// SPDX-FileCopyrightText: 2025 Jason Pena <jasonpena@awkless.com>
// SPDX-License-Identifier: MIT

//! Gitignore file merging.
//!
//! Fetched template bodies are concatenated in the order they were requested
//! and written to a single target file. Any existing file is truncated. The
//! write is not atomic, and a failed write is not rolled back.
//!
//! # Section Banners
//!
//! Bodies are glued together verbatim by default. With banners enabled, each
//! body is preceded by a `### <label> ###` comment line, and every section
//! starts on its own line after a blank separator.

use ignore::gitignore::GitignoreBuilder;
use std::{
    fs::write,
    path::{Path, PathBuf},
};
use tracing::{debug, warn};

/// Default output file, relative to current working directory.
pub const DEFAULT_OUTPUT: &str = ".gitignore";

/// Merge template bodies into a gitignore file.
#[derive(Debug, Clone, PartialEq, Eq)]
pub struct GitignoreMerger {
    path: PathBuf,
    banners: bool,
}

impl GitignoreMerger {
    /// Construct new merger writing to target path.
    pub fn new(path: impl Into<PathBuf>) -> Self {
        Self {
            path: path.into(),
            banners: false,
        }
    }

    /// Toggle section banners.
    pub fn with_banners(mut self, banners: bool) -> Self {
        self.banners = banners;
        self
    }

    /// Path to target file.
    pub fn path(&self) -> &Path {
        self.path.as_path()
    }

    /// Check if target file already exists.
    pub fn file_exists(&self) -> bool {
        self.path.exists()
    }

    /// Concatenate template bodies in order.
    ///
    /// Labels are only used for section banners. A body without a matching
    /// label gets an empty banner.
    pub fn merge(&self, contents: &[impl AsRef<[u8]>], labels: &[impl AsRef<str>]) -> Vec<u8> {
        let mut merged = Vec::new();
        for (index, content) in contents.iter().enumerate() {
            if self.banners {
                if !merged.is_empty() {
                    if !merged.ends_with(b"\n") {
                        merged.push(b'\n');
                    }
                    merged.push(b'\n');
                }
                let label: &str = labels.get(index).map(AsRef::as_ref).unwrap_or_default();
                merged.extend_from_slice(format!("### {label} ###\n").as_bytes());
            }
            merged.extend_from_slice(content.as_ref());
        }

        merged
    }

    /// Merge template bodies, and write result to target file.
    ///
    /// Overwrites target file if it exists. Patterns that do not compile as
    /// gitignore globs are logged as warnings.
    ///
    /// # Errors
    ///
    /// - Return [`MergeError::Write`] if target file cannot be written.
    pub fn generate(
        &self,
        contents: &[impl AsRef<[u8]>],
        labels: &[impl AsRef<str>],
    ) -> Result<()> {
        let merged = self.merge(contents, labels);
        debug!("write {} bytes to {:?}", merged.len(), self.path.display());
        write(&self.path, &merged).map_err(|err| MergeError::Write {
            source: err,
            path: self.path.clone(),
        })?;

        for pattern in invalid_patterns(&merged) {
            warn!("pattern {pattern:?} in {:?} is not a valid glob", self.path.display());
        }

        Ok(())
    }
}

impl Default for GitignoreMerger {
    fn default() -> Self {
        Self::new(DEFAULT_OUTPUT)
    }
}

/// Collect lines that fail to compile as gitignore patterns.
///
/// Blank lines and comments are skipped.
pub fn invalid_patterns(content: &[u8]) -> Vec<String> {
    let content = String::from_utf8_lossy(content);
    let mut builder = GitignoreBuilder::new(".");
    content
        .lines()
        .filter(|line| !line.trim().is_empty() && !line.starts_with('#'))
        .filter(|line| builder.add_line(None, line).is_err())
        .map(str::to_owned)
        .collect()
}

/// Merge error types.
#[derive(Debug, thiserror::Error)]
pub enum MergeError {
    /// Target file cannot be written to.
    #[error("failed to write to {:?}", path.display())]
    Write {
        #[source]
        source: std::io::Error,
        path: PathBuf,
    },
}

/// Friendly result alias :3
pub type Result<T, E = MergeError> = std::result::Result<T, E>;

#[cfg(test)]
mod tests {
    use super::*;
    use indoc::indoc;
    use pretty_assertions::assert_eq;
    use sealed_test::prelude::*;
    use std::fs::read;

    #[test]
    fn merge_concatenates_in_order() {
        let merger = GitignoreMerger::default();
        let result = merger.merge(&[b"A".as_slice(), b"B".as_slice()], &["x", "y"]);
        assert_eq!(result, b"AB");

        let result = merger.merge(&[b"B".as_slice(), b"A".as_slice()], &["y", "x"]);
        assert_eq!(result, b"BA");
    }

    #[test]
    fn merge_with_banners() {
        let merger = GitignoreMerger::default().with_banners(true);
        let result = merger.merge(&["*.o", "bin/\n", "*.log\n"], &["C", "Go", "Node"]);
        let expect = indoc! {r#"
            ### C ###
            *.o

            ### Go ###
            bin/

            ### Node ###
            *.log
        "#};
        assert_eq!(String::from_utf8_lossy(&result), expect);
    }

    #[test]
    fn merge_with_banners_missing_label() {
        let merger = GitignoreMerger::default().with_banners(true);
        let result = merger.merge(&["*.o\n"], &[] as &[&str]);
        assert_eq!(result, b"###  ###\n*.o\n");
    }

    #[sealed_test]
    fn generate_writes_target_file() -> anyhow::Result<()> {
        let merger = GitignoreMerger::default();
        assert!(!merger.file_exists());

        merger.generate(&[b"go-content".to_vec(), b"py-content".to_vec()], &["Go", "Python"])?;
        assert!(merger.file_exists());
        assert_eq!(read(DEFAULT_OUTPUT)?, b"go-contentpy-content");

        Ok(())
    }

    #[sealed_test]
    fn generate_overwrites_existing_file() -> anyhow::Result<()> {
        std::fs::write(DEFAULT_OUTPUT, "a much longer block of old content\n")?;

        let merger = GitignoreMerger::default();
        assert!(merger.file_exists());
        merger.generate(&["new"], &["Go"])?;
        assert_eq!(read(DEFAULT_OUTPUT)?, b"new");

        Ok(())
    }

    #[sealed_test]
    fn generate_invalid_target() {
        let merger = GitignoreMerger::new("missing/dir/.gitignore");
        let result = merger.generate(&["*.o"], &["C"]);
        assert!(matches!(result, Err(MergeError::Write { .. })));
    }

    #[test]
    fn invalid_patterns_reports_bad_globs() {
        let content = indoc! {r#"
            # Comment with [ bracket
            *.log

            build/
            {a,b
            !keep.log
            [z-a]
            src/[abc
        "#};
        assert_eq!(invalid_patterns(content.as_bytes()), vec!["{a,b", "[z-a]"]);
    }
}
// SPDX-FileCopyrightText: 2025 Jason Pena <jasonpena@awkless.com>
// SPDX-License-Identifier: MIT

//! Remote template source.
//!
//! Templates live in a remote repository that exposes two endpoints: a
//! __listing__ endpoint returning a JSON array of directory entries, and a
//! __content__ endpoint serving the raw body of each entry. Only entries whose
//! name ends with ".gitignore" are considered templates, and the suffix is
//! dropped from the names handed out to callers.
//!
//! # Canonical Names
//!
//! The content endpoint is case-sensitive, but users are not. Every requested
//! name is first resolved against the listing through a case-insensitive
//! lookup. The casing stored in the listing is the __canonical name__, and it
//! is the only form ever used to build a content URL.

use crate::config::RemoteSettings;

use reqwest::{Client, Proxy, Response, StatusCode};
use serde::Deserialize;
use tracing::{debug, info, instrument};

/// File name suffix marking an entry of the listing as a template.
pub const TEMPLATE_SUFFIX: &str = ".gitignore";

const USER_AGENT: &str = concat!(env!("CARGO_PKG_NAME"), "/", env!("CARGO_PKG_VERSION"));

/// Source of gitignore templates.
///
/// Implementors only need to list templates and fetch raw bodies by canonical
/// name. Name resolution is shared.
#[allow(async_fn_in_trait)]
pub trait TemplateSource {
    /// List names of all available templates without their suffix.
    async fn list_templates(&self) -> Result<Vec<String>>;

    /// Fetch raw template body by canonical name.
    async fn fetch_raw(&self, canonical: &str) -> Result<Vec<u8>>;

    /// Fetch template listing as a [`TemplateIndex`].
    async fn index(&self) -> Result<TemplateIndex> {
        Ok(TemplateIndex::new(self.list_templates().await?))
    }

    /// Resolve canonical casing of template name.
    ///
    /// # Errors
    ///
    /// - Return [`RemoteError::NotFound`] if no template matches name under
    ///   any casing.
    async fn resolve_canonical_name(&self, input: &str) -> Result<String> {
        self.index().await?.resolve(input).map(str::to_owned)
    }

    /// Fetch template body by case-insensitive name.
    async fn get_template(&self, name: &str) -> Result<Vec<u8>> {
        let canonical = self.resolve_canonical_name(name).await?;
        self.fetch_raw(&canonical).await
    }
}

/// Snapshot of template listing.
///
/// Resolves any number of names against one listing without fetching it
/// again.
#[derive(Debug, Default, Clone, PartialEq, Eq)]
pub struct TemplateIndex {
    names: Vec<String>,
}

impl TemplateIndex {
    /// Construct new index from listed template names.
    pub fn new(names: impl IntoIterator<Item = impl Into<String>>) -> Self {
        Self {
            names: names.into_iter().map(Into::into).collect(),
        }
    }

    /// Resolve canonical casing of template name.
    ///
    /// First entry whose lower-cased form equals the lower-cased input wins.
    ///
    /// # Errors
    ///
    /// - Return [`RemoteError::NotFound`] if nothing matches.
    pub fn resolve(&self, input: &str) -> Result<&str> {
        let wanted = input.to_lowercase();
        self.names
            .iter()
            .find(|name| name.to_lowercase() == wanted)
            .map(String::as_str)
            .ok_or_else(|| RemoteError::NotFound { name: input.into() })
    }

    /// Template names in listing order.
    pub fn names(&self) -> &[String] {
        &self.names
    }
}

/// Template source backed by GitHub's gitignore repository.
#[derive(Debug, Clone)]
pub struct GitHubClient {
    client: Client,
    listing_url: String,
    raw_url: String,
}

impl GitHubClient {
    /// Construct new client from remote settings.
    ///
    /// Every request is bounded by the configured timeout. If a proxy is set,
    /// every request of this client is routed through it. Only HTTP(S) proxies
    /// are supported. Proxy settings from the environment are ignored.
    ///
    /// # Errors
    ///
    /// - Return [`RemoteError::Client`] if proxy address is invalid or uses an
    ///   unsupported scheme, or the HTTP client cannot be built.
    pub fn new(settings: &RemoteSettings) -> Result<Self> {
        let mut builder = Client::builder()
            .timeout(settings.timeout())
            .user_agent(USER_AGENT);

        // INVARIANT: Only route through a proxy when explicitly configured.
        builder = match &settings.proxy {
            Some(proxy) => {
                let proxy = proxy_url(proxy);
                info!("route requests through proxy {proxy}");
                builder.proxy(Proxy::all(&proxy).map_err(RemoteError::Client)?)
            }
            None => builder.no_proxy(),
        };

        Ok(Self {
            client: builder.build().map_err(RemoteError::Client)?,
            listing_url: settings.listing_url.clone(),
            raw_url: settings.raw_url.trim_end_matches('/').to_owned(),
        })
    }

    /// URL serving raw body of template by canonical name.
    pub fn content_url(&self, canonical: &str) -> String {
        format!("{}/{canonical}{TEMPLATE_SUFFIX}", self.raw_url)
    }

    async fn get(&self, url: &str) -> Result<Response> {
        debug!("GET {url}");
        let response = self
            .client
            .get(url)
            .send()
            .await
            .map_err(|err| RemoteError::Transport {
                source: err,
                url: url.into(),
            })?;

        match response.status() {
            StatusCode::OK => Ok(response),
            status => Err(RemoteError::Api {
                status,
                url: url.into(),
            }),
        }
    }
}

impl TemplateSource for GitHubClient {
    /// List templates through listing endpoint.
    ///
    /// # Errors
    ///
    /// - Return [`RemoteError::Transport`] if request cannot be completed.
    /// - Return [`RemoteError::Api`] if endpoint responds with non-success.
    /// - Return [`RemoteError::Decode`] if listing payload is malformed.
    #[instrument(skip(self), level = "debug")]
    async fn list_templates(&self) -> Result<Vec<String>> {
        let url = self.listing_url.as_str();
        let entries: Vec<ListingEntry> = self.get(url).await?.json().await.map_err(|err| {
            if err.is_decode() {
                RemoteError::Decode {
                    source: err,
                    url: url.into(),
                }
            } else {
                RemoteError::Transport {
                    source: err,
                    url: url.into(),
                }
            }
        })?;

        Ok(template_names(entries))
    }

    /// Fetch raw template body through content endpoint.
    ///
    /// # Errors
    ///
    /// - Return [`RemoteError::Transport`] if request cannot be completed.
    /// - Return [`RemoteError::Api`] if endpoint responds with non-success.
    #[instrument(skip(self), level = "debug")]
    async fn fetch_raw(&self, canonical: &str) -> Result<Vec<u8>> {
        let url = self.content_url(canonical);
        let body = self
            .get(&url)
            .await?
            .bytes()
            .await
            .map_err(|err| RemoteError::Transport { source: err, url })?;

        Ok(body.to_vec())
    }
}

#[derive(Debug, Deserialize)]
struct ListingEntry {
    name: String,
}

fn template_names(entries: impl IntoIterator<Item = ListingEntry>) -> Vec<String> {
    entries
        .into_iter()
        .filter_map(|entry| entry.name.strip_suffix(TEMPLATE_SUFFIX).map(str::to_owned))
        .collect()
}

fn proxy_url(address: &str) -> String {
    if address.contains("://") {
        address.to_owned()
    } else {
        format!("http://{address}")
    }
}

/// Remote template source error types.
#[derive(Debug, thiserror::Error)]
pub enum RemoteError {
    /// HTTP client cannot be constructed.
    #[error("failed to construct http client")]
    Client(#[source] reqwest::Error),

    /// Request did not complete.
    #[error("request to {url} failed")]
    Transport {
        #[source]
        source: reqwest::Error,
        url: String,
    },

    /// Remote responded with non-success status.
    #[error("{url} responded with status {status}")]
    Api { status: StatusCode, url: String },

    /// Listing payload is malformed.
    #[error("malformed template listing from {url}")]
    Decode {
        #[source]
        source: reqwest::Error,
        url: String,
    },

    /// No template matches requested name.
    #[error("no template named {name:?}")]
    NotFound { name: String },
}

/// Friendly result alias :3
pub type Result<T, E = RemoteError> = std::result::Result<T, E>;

--------------------

What the task requires: Your answer should be all lines from the data that contain "types".

Answer below:
/// Merge error types.
/// Remote template source error types.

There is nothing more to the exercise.